=== DATA ===
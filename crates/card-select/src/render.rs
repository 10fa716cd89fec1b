use manos_block_core::{ElementNode, I18n, Node, Styles, make};
use serde_json::json;

use crate::blocking::{Affordance, BlockingState};
use crate::config::CardSelectConfig;
use crate::coordinator::{FileSlot, ItemSnapshot};
use crate::files::{file_icon, format_file_size};
use crate::icons::{ICON_CLEAR, ICON_FILE, ICON_LINK, ICON_TRASH};
use crate::model::{FileRef, LinkState, LinkVariant};

pub mod css {
    pub const WRAPPER: &str = "card-with-select";
    pub const ITEMS: &str = "card-with-select__items";
    pub const COUNTER: &str = "card-with-select__counter";
    pub const ITEM: &str = "card-with-select__item";
    pub const ITEM_HEADER: &str = "card-with-select__item-header";
    pub const TYPE_BADGE: &str = "card-with-select__type-badge";
    pub const REMOVE: &str = "card-with-select__remove";
    pub const TITLE: &str = "card-with-select__title";
    pub const DESCRIPTION: &str = "card-with-select__description";
    pub const SELECT_WRAPPER: &str = "card-with-select__select-wrapper";
    pub const SELECT_CLEAR: &str = "card-with-select__select-clear";
    pub const CUSTOM_LINK: &str = "card-with-select__custom-link";
    pub const FILE_ZONE: &str = "card-with-select__file-zone";
    pub const FILE_ZONE_DRAGOVER: &str = "card-with-select__file-zone--dragover";
    pub const FILE_PROGRESS: &str = "card-with-select__file-progress";
    pub const FILE_INFO: &str = "card-with-select__file-info";
    pub const FILE_ICON: &str = "card-with-select__file-icon";
    pub const FILE_NAME: &str = "card-with-select__file-name";
    pub const FILE_SIZE: &str = "card-with-select__file-size";
    pub const FILE_DOWNLOAD: &str = "card-with-select__file-download";
    pub const FILE_WARNING: &str = "card-with-select__file-warning";
    pub const FILE_REPLACE: &str = "card-with-select__file-replace";
    pub const DISABLED: &str = "card-with-select--disabled";
    pub const READ_ONLY: &str = "card-with-select--read-only";
}

pub struct RenderContext<'a> {
    pub styles: &'a Styles,
    pub i18n: &'a dyn I18n,
    pub config: &'a CardSelectConfig,
    pub read_only: bool,
}

impl RenderContext<'_> {
    fn t(&self, key: &str) -> String {
        self.i18n.t(key)
    }
}

pub fn render_block(items: Vec<Node>, ctx: &RenderContext<'_>) -> Node {
    let count = items.len();
    make("div", &[css::WRAPPER, ctx.styles.block.as_str()], [("data-count", json!(count))])
        .class_if(ctx.read_only, css::READ_ONLY)
        .child(ElementNode::new("div").class(css::ITEMS).children(items))
        .child(
            ElementNode::new("span")
                .class(css::COUNTER)
                .text(format!("{count} / {}", ctx.config.max_items())),
        )
        .build()
}

pub fn render_item(item: &ItemSnapshot, select: Option<Node>, ctx: &RenderContext<'_>) -> Node {
    let read_only = ctx.read_only || item.read_only;
    let type_config = match &item.variant {
        LinkVariant::Reference(key) => ctx.config.link_type(key),
        _ => None,
    };

    let (badge_icon, badge_label) = match (&item.variant, type_config) {
        (LinkVariant::Reference(_), Some(ty)) => (ty.icon.clone(), ty.button_label.clone()),
        (LinkVariant::Reference(key), None) => ("📄".to_string(), key.clone()),
        (LinkVariant::CustomUrl, _) => (ICON_LINK.to_string(), ctx.t("Custom link")),
        (LinkVariant::File, _) => (ICON_FILE.to_string(), ctx.t("File")),
    };

    let mut header = ElementNode::new("div").class(css::ITEM_HEADER).child(
        make("span", &[css::TYPE_BADGE], [("data-icon", json!(badge_icon))]).text(badge_label),
    );
    if !read_only {
        header = header.child(
            make(
                "button",
                &[css::REMOVE, ctx.styles.button.as_str()],
                [
                    ("type", json!("button")),
                    ("title", json!(ctx.t("Remove"))),
                    ("html", json!(ICON_TRASH)),
                ],
            ),
        );
    }

    let mut element = make(
        "div",
        &[css::ITEM],
        [
            ("data-item-id", json!(item.id.0)),
            ("data-link-type", json!(item.variant.key())),
        ],
    )
    .class_if(read_only, css::READ_ONLY)
    .child(header)
    .child(editable(css::TITLE, &item.title, &ctx.config.title_placeholder, read_only, ctx))
    .child(editable(
        css::DESCRIPTION,
        &item.description,
        &ctx.config.description_placeholder,
        read_only,
        ctx,
    ));
    if let Some(ty) = type_config.filter(|ty| !ty.color.is_empty()) {
        element = element.style("border-left-color", ty.color.clone());
    }

    let node = match item.variant.affordance() {
        Affordance::Reference => render_reference(item, select, read_only, ctx),
        Affordance::CustomUrl => render_custom_link(item, read_only, ctx),
        Affordance::File => render_file(item, read_only, ctx),
    };
    element.child(node).build()
}

fn editable(
    class: &str,
    html: &str,
    placeholder: &str,
    read_only: bool,
    ctx: &RenderContext<'_>,
) -> Node {
    make(
        "div",
        &[class, ctx.styles.input.as_str()],
        [
            ("contenteditable", json!(!read_only)),
            ("data-placeholder", json!(ctx.t(placeholder))),
            ("html", json!(html)),
        ],
    )
    .build()
}

fn blocked(
    element: ElementNode,
    blocking: &BlockingState,
    affordance: Affordance,
    read_only: bool,
    ctx: &RenderContext<'_>,
) -> ElementNode {
    if read_only {
        return element.attr("disabled", true);
    }
    match blocking.disabled_hint(affordance) {
        Some(hint) => element
            .class(css::DISABLED)
            .style("opacity", "0.5")
            .style("pointer-events", "none")
            .style("cursor", "not-allowed")
            .attr("disabled", true)
            .attr("title", ctx.t(hint)),
        None => element.attr("disabled", false).attr("title", ""),
    }
}

fn render_reference(
    item: &ItemSnapshot,
    select: Option<Node>,
    read_only: bool,
    ctx: &RenderContext<'_>,
) -> Node {
    let selected = matches!(item.link, LinkState::Reference { .. });
    let mut wrapper = ElementNode::new("div").class(css::SELECT_WRAPPER);
    if let LinkState::Reference { id, .. } = &item.link {
        wrapper = wrapper.attr("data-entity-id", id.clone());
    }
    if let Some(select) = select {
        wrapper = wrapper.child(select);
    }
    wrapper = wrapper.child(make(
        "button",
        &[css::SELECT_CLEAR],
        [
            ("type", json!("button")),
            ("title", json!(ctx.t("Clear"))),
            ("hidden", json!(!selected || read_only)),
            ("html", json!(ICON_CLEAR)),
        ],
    ));
    blocked(wrapper, &item.blocking, Affordance::Reference, read_only, ctx).build()
}

fn render_custom_link(item: &ItemSnapshot, read_only: bool, ctx: &RenderContext<'_>) -> Node {
    let input = make(
        "input",
        &[css::CUSTOM_LINK, ctx.styles.input.as_str()],
        [
            ("type", json!("url")),
            ("placeholder", json!(ctx.t("Custom link (https://...)"))),
            ("value", json!(item.custom_url)),
        ],
    );
    blocked(input, &item.blocking, Affordance::CustomUrl, read_only, ctx).build()
}

fn render_file(item: &ItemSnapshot, read_only: bool, ctx: &RenderContext<'_>) -> Node {
    let mut wrapper = ElementNode::new("div");
    let has_file = !matches!(item.file, FileSlot::Empty);

    if !read_only {
        let zone = make(
            "div",
            &[css::FILE_ZONE],
            [
                ("hidden", json!(has_file)),
                ("data-label", json!(ctx.t("Click or drop a file here"))),
            ],
        )
        .class_if(item.drag_over, css::FILE_ZONE_DRAGOVER)
        .child(make("input", &[], [("type", json!("file")), ("hidden", json!(true))]));
        wrapper = wrapper.child(blocked(zone, &item.blocking, Affordance::File, read_only, ctx));
    }

    match &item.file {
        FileSlot::Empty => {}
        FileSlot::Uploading { name, size } => {
            wrapper = wrapper.child(
                make("div", &[css::FILE_PROGRESS, ctx.styles.loader.as_str()], [("data-name", json!(name))])
                    .text(format!("{} {name} ({})", ctx.t("Uploading"), format_file_size(*size))),
            );
        }
        FileSlot::Attached(file) => {
            wrapper = wrapper.child(render_file_info(file, &item.file_name_draft, read_only, ctx));
        }
    }
    wrapper.build()
}

fn render_file_info(file: &FileRef, draft: &str, read_only: bool, ctx: &RenderContext<'_>) -> Node {
    let extension = file.extension_or_derived().unwrap_or_default();
    let mut info = make(
        "div",
        &[css::FILE_INFO],
        [("data-local-only", json!(file.is_local_only))],
    )
    .child(ElementNode::new("span").class(css::FILE_ICON).text(file_icon(&extension)))
    .child(make(
        "input",
        &[css::FILE_NAME, ctx.styles.input.as_str()],
        [
            ("type", json!("text")),
            ("value", json!(draft)),
            ("data-extension", json!(extension)),
            ("disabled", json!(read_only)),
        ],
    ));
    if let Some(size) = file.size {
        info = info.child(ElementNode::new("span").class(css::FILE_SIZE).text(format_file_size(size)));
    }

    info = if file.is_local_only {
        info.child(
            ElementNode::new("span")
                .class(css::FILE_WARNING)
                .text(ctx.t("File was not uploaded, download unavailable")),
        )
    } else {
        info.child(
            make(
                "a",
                &[css::FILE_DOWNLOAD],
                [
                    ("href", json!(file.url)),
                    ("download", json!(file.name)),
                    ("target", json!("_blank")),
                ],
            )
            .text(ctx.t("Download")),
        )
    };

    if !read_only {
        info = info.child(
            make("button", &[css::FILE_REPLACE, ctx.styles.button.as_str()], [("type", json!("button"))])
                .text(ctx.t("Replace")),
        );
    }
    info.build()
}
===
WHAT IS EXPECTED:
Count the lines in the entries where the string "FileSlot" appears, and report only the number.

RESULT OF THIS TASK:
5